◆ **DATA SUPPLIED**:
◆ ◆ ◆ ◆

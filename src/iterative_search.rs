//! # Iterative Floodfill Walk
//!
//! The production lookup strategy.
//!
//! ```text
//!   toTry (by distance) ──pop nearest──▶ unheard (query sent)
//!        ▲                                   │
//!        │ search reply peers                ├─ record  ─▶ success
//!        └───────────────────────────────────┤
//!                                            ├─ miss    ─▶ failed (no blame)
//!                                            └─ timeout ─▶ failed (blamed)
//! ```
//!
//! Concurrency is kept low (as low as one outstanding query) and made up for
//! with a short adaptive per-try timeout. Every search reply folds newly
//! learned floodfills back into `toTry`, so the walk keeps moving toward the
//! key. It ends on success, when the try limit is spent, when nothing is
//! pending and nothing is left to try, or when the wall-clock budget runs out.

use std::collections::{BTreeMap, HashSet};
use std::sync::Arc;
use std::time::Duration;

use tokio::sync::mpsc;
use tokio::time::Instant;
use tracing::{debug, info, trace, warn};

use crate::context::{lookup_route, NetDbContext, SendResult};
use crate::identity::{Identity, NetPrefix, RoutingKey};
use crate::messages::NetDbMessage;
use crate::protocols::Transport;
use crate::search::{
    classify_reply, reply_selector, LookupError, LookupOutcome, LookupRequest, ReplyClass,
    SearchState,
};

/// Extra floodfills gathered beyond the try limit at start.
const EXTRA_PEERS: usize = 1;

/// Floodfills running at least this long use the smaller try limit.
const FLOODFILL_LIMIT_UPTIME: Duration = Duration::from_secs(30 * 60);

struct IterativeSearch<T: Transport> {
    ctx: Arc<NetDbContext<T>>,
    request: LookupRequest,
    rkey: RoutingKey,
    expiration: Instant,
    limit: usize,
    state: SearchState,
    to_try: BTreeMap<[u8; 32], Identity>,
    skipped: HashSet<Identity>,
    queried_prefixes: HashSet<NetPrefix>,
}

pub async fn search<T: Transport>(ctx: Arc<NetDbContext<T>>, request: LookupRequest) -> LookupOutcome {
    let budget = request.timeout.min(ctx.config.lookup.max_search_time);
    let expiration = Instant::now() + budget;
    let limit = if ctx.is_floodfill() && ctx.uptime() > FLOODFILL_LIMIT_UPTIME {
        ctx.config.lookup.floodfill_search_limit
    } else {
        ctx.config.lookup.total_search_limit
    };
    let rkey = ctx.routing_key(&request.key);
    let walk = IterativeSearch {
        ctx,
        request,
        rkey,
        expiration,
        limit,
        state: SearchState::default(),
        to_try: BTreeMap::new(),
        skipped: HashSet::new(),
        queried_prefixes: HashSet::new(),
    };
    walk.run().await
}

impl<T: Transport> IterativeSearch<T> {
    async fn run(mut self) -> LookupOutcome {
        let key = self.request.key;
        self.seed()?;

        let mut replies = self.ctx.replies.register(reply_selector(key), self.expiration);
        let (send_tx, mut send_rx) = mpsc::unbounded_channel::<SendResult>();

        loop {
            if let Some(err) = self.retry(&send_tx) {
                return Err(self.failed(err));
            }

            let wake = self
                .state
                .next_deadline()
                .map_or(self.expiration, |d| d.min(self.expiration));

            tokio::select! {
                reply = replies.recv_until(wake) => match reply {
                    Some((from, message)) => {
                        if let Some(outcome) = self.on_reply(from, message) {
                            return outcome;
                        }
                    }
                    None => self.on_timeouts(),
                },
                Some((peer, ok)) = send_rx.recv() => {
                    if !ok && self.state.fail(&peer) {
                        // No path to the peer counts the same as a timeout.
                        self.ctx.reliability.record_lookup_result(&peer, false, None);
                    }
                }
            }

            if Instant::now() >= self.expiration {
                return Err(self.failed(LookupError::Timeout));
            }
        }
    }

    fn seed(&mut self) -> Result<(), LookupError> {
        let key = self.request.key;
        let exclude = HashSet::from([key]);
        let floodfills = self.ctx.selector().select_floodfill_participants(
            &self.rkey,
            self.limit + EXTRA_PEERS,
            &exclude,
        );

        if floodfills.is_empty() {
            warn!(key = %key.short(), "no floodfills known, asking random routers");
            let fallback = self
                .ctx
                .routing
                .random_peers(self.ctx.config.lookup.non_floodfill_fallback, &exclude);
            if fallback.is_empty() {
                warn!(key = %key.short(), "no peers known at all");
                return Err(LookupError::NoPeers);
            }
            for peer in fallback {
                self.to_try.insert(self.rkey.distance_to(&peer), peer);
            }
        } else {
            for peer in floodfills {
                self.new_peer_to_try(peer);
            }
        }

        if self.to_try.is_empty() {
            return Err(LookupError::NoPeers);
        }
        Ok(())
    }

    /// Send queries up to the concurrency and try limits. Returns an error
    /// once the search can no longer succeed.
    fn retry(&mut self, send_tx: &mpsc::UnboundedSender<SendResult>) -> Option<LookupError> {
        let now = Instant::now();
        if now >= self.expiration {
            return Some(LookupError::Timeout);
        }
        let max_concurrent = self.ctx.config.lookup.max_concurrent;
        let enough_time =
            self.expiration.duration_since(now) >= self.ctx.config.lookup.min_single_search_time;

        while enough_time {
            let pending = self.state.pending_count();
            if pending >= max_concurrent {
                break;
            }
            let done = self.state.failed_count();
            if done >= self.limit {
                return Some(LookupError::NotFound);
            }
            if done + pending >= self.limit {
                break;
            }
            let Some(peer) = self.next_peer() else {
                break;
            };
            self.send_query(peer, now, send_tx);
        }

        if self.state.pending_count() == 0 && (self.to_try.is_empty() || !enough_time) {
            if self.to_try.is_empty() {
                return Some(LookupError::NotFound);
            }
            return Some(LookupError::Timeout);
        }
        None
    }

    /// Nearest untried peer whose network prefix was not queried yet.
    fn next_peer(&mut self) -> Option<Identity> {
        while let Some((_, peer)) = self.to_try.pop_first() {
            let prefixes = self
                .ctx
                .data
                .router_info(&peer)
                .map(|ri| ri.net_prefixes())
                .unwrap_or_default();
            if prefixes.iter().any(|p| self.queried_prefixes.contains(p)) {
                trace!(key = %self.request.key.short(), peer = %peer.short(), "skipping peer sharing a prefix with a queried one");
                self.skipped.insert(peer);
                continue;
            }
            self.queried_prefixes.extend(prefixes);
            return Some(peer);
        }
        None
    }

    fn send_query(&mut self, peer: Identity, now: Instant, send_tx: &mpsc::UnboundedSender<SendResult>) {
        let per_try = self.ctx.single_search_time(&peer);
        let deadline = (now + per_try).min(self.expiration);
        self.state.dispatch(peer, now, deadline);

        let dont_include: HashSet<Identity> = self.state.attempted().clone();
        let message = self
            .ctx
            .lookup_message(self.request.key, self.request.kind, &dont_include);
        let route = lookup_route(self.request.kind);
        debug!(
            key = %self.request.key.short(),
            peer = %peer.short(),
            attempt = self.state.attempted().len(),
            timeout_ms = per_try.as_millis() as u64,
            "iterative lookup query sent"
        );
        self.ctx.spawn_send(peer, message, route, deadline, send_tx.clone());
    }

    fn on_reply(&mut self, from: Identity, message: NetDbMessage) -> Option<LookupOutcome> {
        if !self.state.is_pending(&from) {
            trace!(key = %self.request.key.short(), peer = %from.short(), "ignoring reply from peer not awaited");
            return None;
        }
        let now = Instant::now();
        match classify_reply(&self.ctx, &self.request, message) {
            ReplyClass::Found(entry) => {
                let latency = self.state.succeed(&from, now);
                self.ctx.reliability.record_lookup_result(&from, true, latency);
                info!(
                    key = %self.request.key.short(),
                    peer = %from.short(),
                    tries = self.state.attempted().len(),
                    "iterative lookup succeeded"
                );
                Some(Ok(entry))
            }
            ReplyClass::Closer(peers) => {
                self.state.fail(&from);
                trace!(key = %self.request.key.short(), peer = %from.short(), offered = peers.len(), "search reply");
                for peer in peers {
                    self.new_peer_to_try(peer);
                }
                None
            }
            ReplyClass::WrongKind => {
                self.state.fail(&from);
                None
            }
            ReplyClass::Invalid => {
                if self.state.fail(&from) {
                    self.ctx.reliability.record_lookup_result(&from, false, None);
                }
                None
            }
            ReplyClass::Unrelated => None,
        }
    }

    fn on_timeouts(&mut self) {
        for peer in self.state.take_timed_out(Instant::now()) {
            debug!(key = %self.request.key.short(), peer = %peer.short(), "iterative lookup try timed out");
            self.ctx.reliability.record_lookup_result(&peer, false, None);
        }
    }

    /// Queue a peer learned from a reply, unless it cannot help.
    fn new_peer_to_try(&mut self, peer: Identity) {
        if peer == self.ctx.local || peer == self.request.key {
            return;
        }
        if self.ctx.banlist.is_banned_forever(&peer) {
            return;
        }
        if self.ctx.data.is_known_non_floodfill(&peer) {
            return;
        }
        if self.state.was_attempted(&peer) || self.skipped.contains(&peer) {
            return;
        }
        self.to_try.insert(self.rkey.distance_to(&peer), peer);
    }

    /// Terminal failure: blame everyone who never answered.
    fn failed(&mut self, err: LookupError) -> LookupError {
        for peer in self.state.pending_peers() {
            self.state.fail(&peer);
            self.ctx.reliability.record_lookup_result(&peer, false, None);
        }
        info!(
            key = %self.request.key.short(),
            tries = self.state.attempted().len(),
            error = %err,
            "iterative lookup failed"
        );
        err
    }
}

◆ ◆ ◆ ◆

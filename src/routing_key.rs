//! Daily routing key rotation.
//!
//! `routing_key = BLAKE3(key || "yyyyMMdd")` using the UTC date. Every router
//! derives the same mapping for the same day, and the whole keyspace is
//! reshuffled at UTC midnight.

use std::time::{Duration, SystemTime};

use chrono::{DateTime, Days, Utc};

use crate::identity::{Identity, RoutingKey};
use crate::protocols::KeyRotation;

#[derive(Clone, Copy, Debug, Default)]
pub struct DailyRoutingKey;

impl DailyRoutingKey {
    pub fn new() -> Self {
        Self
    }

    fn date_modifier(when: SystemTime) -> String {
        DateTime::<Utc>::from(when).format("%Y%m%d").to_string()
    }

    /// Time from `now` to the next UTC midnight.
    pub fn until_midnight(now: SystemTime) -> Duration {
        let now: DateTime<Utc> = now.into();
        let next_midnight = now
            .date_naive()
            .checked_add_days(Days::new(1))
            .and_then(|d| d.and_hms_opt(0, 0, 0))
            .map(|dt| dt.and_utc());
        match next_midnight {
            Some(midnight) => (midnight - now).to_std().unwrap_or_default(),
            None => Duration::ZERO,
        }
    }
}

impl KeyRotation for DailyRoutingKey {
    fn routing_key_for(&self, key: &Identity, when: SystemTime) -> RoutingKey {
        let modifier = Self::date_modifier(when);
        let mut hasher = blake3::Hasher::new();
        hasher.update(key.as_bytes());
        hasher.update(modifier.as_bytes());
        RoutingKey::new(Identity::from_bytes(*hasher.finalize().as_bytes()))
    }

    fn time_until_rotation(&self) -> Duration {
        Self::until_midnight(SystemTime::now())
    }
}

◆ ◆ ◆ ◆

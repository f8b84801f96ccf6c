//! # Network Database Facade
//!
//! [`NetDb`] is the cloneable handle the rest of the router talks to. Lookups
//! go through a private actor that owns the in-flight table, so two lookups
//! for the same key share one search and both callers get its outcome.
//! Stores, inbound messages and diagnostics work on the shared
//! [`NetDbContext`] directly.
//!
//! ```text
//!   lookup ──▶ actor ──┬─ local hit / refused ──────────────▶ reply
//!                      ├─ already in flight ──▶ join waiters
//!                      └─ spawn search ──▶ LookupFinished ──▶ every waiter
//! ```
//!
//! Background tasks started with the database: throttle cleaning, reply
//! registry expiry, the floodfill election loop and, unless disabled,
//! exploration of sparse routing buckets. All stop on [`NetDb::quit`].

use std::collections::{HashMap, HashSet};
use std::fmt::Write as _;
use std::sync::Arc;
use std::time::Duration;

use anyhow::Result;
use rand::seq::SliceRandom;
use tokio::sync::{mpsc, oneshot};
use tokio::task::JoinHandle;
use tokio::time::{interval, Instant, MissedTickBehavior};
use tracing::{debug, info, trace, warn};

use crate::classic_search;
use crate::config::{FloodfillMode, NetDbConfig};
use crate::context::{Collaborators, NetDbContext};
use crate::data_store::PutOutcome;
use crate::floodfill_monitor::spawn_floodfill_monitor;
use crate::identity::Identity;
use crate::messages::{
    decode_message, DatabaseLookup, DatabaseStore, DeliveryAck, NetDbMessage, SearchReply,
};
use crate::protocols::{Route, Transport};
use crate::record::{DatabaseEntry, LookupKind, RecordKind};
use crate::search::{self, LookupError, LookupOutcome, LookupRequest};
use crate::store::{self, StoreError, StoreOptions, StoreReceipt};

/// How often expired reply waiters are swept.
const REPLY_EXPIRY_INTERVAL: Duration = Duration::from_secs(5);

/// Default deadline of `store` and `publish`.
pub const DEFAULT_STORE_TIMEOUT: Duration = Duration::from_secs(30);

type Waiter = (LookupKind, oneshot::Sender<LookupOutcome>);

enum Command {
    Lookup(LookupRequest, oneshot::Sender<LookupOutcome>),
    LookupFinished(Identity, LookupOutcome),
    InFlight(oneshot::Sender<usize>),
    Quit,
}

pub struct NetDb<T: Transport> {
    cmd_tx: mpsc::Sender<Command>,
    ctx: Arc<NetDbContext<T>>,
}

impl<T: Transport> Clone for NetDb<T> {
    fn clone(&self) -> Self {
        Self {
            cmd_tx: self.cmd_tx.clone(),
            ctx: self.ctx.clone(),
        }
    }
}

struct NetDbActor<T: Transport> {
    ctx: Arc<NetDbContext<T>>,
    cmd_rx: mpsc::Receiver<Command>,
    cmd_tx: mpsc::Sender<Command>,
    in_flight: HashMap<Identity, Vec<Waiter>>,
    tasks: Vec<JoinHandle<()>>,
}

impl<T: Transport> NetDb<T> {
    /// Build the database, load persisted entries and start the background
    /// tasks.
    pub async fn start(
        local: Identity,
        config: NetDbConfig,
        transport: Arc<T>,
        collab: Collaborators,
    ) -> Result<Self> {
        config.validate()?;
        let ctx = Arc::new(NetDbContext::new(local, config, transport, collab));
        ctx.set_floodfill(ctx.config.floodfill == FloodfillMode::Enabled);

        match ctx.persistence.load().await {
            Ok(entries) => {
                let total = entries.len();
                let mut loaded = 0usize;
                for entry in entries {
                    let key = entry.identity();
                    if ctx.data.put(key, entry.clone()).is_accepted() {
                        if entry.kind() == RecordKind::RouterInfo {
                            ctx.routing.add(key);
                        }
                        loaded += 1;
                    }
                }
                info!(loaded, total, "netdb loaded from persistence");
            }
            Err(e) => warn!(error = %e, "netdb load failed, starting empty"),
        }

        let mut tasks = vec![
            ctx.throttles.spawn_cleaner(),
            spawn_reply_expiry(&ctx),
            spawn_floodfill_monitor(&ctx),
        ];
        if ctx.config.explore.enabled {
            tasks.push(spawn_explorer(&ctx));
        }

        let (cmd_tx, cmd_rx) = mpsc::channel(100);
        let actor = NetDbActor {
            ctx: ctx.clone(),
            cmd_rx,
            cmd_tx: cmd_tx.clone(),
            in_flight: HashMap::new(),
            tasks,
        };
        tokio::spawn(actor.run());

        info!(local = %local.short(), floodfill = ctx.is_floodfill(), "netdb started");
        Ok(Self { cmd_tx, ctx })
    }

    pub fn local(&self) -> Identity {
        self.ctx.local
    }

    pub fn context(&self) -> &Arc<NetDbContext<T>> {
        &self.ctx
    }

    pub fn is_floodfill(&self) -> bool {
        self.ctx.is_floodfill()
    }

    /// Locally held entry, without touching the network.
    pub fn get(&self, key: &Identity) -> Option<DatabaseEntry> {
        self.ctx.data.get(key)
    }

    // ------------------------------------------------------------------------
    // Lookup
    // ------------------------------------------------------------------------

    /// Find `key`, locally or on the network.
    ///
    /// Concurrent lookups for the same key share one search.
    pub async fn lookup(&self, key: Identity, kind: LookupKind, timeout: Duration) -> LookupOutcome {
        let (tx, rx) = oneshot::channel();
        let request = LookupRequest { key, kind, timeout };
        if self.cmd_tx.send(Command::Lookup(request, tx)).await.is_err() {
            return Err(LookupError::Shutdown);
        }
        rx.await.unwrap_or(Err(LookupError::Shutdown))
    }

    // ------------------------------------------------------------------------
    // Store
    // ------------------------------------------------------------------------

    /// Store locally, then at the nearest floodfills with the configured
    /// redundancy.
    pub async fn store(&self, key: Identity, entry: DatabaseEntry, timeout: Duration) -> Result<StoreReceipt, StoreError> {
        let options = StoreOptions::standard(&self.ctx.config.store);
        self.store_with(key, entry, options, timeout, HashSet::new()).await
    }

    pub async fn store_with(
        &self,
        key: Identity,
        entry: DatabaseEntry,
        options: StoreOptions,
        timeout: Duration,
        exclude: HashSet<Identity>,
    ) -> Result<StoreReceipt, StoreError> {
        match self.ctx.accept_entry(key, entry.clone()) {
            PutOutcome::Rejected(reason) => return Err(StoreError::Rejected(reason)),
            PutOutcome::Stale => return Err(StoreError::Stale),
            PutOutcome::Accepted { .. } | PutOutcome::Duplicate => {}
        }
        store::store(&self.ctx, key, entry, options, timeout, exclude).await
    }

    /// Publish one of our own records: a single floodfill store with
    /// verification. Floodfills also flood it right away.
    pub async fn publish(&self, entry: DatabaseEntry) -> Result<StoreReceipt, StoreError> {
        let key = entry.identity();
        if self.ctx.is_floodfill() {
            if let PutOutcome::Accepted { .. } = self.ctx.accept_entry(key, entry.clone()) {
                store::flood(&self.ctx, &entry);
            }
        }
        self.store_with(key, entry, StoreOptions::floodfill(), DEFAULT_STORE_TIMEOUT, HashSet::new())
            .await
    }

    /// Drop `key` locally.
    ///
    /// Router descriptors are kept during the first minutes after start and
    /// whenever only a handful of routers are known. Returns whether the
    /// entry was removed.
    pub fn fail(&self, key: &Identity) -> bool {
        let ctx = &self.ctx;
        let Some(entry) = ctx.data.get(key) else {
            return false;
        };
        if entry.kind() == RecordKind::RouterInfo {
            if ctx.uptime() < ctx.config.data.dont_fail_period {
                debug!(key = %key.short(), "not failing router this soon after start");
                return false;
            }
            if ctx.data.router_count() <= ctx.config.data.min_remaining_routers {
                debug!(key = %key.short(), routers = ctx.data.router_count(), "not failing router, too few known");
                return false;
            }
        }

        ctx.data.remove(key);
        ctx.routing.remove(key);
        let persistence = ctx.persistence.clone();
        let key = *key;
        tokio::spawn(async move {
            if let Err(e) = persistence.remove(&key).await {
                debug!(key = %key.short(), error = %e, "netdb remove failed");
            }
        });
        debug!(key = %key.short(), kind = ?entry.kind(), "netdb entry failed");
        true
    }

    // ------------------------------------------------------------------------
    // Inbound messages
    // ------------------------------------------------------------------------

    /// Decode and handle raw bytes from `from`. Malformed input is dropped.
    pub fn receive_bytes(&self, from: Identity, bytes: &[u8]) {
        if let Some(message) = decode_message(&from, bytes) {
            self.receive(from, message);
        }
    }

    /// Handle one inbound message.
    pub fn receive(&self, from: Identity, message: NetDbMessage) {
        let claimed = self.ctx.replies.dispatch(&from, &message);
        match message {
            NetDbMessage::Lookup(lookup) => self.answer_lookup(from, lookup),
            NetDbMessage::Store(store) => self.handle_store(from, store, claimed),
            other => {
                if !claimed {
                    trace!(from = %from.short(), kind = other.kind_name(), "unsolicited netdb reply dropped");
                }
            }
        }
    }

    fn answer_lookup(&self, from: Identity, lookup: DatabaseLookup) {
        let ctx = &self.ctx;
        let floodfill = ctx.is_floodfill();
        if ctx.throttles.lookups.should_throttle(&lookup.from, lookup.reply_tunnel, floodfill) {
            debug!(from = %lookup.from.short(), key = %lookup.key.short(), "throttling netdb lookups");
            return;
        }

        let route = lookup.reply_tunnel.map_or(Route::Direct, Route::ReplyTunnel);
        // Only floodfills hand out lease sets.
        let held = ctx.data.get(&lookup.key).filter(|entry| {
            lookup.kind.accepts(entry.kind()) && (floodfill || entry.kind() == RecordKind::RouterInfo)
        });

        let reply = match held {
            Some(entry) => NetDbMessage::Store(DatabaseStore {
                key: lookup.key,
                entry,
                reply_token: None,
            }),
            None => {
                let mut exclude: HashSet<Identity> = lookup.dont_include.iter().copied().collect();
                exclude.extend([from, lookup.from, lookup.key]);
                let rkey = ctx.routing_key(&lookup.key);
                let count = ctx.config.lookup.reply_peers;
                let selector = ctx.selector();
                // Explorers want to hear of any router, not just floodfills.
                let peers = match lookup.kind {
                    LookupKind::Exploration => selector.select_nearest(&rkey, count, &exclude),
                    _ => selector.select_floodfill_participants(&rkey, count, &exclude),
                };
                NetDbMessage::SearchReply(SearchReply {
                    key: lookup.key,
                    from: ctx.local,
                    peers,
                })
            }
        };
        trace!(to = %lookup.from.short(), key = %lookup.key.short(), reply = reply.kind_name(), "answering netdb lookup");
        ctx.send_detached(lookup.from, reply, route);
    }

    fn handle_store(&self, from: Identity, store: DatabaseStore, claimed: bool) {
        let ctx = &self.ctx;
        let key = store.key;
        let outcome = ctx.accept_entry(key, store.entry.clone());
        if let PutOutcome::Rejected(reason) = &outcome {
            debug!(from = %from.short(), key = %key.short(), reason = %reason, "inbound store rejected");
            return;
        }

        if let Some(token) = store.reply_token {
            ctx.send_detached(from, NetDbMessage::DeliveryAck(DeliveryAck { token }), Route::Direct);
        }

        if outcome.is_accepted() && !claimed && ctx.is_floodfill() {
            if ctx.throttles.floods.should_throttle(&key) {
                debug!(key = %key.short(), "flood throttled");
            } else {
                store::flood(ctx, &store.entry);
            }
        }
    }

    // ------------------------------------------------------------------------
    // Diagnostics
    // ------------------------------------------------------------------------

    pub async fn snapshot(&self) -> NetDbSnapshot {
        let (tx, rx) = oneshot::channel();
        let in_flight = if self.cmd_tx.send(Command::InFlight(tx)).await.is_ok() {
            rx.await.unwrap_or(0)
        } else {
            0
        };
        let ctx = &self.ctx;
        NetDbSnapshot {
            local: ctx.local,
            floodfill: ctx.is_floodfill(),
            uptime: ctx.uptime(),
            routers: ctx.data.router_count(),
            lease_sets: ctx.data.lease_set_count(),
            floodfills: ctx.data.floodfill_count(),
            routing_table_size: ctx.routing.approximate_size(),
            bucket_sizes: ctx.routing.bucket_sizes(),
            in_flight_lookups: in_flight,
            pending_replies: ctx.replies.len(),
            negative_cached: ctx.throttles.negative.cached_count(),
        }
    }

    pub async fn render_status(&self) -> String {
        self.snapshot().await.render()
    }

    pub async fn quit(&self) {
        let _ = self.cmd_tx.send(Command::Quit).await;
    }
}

◆ ◆ ◆ ◆

◆ **EXERCISE DETAILS**: Find the lines of the listing above that hold "throttles". Please copy them.

◆ **TASK RESULT**:
            ctx.throttles.spawn_cleaner(),
        if ctx.throttles.lookups.should_throttle(&lookup.from, lookup.reply_tunnel, floodfill) {
            if ctx.throttles.floods.should_throttle(&key) {
            negative_cached: ctx.throttles.negative.cached_count(),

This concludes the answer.